**RECORDS SHOWN**.
---

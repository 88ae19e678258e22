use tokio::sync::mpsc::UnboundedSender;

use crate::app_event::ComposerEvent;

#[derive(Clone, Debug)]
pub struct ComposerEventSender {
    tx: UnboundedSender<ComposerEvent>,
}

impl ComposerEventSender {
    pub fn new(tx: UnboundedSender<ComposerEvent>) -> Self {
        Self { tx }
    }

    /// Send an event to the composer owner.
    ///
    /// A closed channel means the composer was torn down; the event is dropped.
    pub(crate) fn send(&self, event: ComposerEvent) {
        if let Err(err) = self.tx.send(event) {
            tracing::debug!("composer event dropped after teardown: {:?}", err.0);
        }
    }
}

---

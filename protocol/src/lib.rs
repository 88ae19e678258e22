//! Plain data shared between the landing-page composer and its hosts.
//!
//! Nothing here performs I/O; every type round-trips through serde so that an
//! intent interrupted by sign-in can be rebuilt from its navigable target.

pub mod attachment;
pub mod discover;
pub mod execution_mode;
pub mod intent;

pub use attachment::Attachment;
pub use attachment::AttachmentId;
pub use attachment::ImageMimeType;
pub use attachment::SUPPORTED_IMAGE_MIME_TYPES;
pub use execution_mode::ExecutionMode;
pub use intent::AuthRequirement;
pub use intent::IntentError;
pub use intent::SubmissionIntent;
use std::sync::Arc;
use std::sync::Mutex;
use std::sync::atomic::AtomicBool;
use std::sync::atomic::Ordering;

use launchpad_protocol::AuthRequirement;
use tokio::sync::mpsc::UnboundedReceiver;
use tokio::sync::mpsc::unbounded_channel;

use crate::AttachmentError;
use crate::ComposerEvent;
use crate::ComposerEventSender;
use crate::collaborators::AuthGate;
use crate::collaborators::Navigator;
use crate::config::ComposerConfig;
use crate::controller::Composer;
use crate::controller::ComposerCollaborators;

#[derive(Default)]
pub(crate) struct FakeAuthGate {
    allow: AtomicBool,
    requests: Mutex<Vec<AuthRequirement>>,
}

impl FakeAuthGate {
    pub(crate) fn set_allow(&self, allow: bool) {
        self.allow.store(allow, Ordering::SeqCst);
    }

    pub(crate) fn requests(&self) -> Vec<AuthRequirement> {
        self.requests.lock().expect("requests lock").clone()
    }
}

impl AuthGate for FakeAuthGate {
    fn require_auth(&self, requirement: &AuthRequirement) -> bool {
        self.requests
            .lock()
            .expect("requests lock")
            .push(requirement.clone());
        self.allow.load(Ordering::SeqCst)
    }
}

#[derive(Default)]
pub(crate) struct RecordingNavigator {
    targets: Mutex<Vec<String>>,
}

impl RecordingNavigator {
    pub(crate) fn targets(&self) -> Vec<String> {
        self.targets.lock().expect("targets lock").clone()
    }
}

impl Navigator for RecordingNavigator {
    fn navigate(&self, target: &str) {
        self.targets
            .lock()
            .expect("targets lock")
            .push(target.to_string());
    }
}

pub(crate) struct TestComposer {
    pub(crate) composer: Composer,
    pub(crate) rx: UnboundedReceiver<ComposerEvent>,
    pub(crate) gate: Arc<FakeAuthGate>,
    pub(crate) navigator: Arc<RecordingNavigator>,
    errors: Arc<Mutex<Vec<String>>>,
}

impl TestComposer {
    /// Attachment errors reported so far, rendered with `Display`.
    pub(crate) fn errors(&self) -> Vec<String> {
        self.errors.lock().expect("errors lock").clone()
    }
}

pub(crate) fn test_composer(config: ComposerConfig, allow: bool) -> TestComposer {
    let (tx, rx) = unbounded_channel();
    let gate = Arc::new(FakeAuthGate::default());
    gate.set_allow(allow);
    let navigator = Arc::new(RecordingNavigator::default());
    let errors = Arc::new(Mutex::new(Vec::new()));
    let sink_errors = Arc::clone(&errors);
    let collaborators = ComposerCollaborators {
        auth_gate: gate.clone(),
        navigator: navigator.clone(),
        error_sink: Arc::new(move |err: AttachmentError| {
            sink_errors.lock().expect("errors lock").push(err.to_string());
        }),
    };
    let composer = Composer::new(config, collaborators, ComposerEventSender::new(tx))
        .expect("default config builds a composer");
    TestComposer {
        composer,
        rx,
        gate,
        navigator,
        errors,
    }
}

---

**WHAT THE TASK REQUIRES**. From the listing above, copy out each line where the word "targets" appears.

**SOLUTION TO THE EXERCISE**.
    targets: Mutex<Vec<String>>,
    pub(crate) fn targets(&self) -> Vec<String> {
        self.targets.lock().expect("targets lock").clone()
        self.targets
            .expect("targets lock")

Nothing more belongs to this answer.